The conditions vector is a factor that assigns to each column of the count data a condition (or treatment, or phenotype, or the like). This information is stored in the CountDataSet's "phenoData" slot as a row named "condition".
The counts slot holds the count data as a matrix of non-negative integer count values, one row for each observational unit (gene or the like), and one column for each sample.
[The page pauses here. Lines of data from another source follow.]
impl CellState {
    /// Moves a normal card towards a new era. Cards already on their way to
    /// one pick up the change when they commence.
    pub(crate) fn request_new_era(&mut self, card_id: CardId, timestamp: impl FnMut() -> Timestamp, now_ms: u64) {
        let Some(record) = self.store.find(card_id) else {
            return;
        };
        if record.state != CardState::Normal {
            debug!(%card_id, state = ?record.state, "skipping replication card state update");
            return;
        }
        self.revoke_shortcuts(card_id, RevokeReason::Alter, timestamp, now_ms);
    }

    /// Revokes every shortcut of a normal card.
    pub(crate) fn revoke_shortcuts(
        &mut self,
        card_id: CardId,
        reason: RevokeReason,
        timestamp: impl FnMut() -> Timestamp,
        now_ms: u64,
    ) {
        let cell_id = self.cell_id;
        let Some(record) = self.store.find_mut(card_id) else {
            return;
        };
        record.state = match reason {
            RevokeReason::Alter => CardState::RevokingShortcutsForAlter,
            RevokeReason::Migration => CardState::RevokingShortcutsForMigration,
        };
        let era = record.card.era;
        for (coordinator, state) in record.coordinators.iter_mut() {
            if *state == ShortcutState::Revoking {
                continue;
            }
            *state = ShortcutState::Revoking;
            self.mailbox
                .post(cell_id, *coordinator, CellMessage::RevokeShortcut { card_id, era });
            debug!(%card_id, era, %coordinator, "revoking shortcut");
        }
        record.refresh_coordinator_cell_ids();
        self.journal.append(Mutation::RevokeShortcuts { card_id, era });
        self.handle_state_transition(card_id, timestamp, now_ms);
    }

    /// Advances the card state machine after its coordinator set changed.
    pub(crate) fn handle_state_transition(
        &mut self,
        card_id: CardId,
        mut timestamp: impl FnMut() -> Timestamp,
        now_ms: u64,
    ) {
        let Some(record) = self.store.find_mut(card_id) else {
            return;
        };
        if !record.coordinators.is_empty() {
            return;
        }
        match record.state {
            CardState::RevokingShortcutsForAlter => {
                record.state = CardState::GeneratingTimestampForNewEra;
                let ts = timestamp();
                self.commence_new_era(card_id, ts);
            }
            CardState::GeneratingTimestampForNewEra => {
                let ts = timestamp();
                self.commence_new_era(card_id, ts);
            }
            CardState::RevokingShortcutsForMigration => self.emigrate_card(card_id, now_ms),
            CardState::Normal | CardState::Migrated => {}
        }
    }

    /// Commences the next era of a card waiting for one. Returns whether an
    /// era was commenced.
    pub(crate) fn commence_new_era(&mut self, card_id: CardId, timestamp: Timestamp) -> bool {
        let Some(record) = self.store.find_mut(card_id) else {
            return false;
        };
        if timestamp > record.card.current_timestamp {
            record.card.current_timestamp = timestamp;
        }
        if record.state != CardState::GeneratingTimestampForNewEra {
            return false;
        }

        let next: BTreeMap<_, _> = record
            .card
            .replicas
            .iter()
            .map(|(id, r)| (*id, (next_mode(r), next_state(r))))
            .collect();
        let has_sync_queue = record.card.replicas.iter().any(|(id, r)| {
            let (mode, state) = next[id];
            r.content_type == ReplicaContentType::Queue
                && mode.receives_writes()
                && state == ReplicaState::Enabled
        });
        if !has_sync_queue {
            debug!(%card_id, "will not commence new replication era since there would be no sync queue replicas");
            return false;
        }

        let era = record.card.era + 1;
        record.card.era = era;
        record.card.current_timestamp = timestamp;
        for (replica_id, replica) in record.card.replicas.iter_mut() {
            let (mode, state) = next[replica_id];
            replica.mode = mode;
            replica.state = state;
            let changed = match replica.last_history_item() {
                Some(last) => (last.mode, last.state) != (mode, state),
                None => state != ReplicaState::Disabled,
            };
            if !changed {
                continue;
            }
            if replica.history.is_empty() {
                replica.replication_progress = ReplicationProgress::full(timestamp);
            }
            replica.history.push(ReplicaHistoryItem {
                era,
                timestamp,
                mode,
                state,
            });
            debug!(%card_id, %replica_id, era, %mode, %state, "replica history item recorded");
        }
        record.state = CardState::Normal;
        info!(%card_id, era, %timestamp, "starting new replication era");
        self.journal.append(Mutation::CommenceEra {
            card_id,
            era,
            timestamp,
        });
        self.grant_shortcuts(card_id, None);
        true
    }

    /// Grants shortcuts of a normal card to non-suspended coordinators, or
    /// to `only` if given.
    pub(crate) fn grant_shortcuts(&mut self, card_id: CardId, only: Option<CellId>) {
        let cell_id = self.cell_id;
        let Some(record) = self.store.find_mut(card_id) else {
            return;
        };
        if record.state != CardState::Normal {
            return;
        }
        let era = record.card.era;
        for coordinator in self.coordinator_cell_ids.iter().copied() {
            if only.is_some_and(|only| only != coordinator)
                || self.suspended_coordinators.contains(&coordinator)
                || record.coordinators.contains_key(&coordinator)
            {
                continue;
            }
            record
                .coordinators
                .insert(coordinator, ShortcutState::Granting);
            self.mailbox
                .post(cell_id, coordinator, CellMessage::GrantShortcut { card_id, era });
            debug!(%card_id, era, %coordinator, "granting shortcut to coordinator");
        }
    }

    /// Applies an inter-cell message.
    pub(crate) fn handle_message(
        &mut self,
        from: CellId,
        message: CellMessage,
        mut timestamp: impl FnMut() -> Timestamp,
        now_ms: u64,
    ) {
        let cell_id = self.cell_id;
        match message {
            CellMessage::GrantShortcut { card_id, era } => {
                let installed = self.role.install(card_id, era);
                if installed {
                    self.journal.append(Mutation::Shortcut {
                        card_id,
                        era: Some(era),
                    });
                    debug!(%card_id, era, owner = %from, "shortcut granted");
                }
                self.mailbox.post(
                    cell_id,
                    from,
                    CellMessage::ShortcutGranted {
                        card_id,
                        era,
                        suspended: !installed,
                    },
                );
            }
            CellMessage::RevokeShortcut { card_id, era } => {
                if self.role.remove(card_id).is_some() {
                    self.journal.append(Mutation::Shortcut { card_id, era: None });
                }
                debug!(%card_id, era, owner = %from, "shortcut revoked");
                self.mailbox
                    .post(cell_id, from, CellMessage::ShortcutRevoked { card_id, era });
            }
            CellMessage::ShortcutGranted {
                card_id,
                era,
                suspended,
            } => {
                let Some(record) = self.store.find_mut(card_id) else {
                    return;
                };
                if record.card.era != era {
                    return;
                }
                let current = record.coordinators.get(&from).copied();
                match current {
                    Some(ShortcutState::Granting) if suspended => {
                        record.coordinators.remove(&from);
                    }
                    Some(ShortcutState::Granting) => {
                        record.coordinators.insert(from, ShortcutState::Granted);
                    }
                    _ => {}
                }
                record.refresh_coordinator_cell_ids();
            }
            CellMessage::ShortcutRevoked { card_id, .. } => {
                let Some(record) = self.store.find_mut(card_id) else {
                    return;
                };
                if record.coordinators.get(&from) != Some(&ShortcutState::Revoking) {
                    return;
                }
                record.coordinators.remove(&from);
                record.refresh_coordinator_cell_ids();
                self.handle_state_transition(card_id, &mut timestamp, now_ms);
            }
            CellMessage::CoordinatorSuspended => self.on_coordinator_suspended(from),
            CellMessage::CoordinatorResumed => self.on_coordinator_resumed(from),
            CellMessage::ImmigrateCards { cards, collocation } => {
                for card in cards {
                    match self.store.immigrate(card, from, now_ms) {
                        Ok(card_id) => {
                            self.journal.append(Mutation::Immigrate { card_id });
                            self.grant_shortcuts(card_id, None);
                        }
                        Err(err) => {
                            tracing::warn!(error = %err, from = %from, "rejected immigrating card")
                        }
                    }
                }
                if let Some(collocation) = collocation {
                    let collocation_id = collocation.id;
                    self.store.immigrate_collocation(collocation);
                    self.journal.append(Mutation::Collocation { collocation_id });
                }
            }
        }
    }

    pub(crate) fn on_coordinator_suspended(&mut self, coordinator: CellId) {
        if !self.suspended_coordinators.insert(coordinator) {
            return;
        }
        for record in self.store.records_mut() {
            if record.state == CardState::Normal && record.coordinators.remove(&coordinator).is_some() {
                record.refresh_coordinator_cell_ids();
            }
        }
        self.journal
            .append(Mutation::SuspendCoordinator { cell_id: coordinator });
        info!(%coordinator, owner = %self.cell_id, "coordinator suspended");
    }

    pub(crate) fn on_coordinator_resumed(&mut self, coordinator: CellId) {
        if !self.suspended_coordinators.remove(&coordinator) {
            return;
        }
        self.journal
            .append(Mutation::ResumeCoordinator { cell_id: coordinator });
        for card_id in self.store.card_ids() {
            self.grant_shortcuts(card_id, Some(coordinator));
        }
        info!(%coordinator, owner = %self.cell_id, "coordinator resumed");
    }

    /// Ships a card whose shortcuts are all revoked to its destination.
    fn emigrate_card(&mut self, card_id: CardId, now_ms: u64) {
        match self.store.emigrate(card_id, now_ms) {
            Ok((destination, card, collocation)) => {
                self.journal.append(Mutation::Emigrate { card_id });
                self.mailbox.post(
                    self.cell_id,
                    destination,
                    CellMessage::ImmigrateCards {
                        cards: vec![card],
                        collocation,
                    },
                );
            }
            Err(err) => tracing::warn!(%card_id, error = %err, "replication card emigration failed"),
        }
    }

    /// Publishes `timestamp` as the current timestamp of every hosted card
    /// and retries eras that could not commence.
    pub(crate) fn propagate_current_timestamp(&mut self, timestamp: Timestamp) -> usize {
        let card_ids = self.store.card_ids();
        for card_id in &card_ids {
            self.commence_new_era(*card_id, timestamp);
        }
        card_ids.len()
    }

    /// Starts the second phase of pending mode transitions that are ready.
    pub(crate) fn finalize_transitions(&mut self, mut timestamp: impl FnMut() -> Timestamp, now_ms: u64) {
        let ready: Vec<CardId> = self
            .store
            .records()
            .filter(|r| r.state == CardState::Normal && is_ready_for_final_modes(&r.card))
            .map(|r| r.card.id)
            .collect();
        for card_id in ready {
            debug!(%card_id, "replicas caught up to transition barrier");
            self.revoke_shortcuts(card_id, RevokeReason::Alter, &mut timestamp, now_ms);
        }
    }
}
The dispersion table ("dispTable") is a named vector that assigns to each condition (as name) a dispersion column (as value). If nbinomTest is called to compare two conditions, say "A" and "B", DESeq looks up in the dispTable, which dispersion columns to use. In the standard case (see example), these are just the dispersions for "A" and "B", i.e., the columns disp_A and disp_B in fData(object). If the "pooled" or "blind" variance estimation is used, all conditions are assigned the same column.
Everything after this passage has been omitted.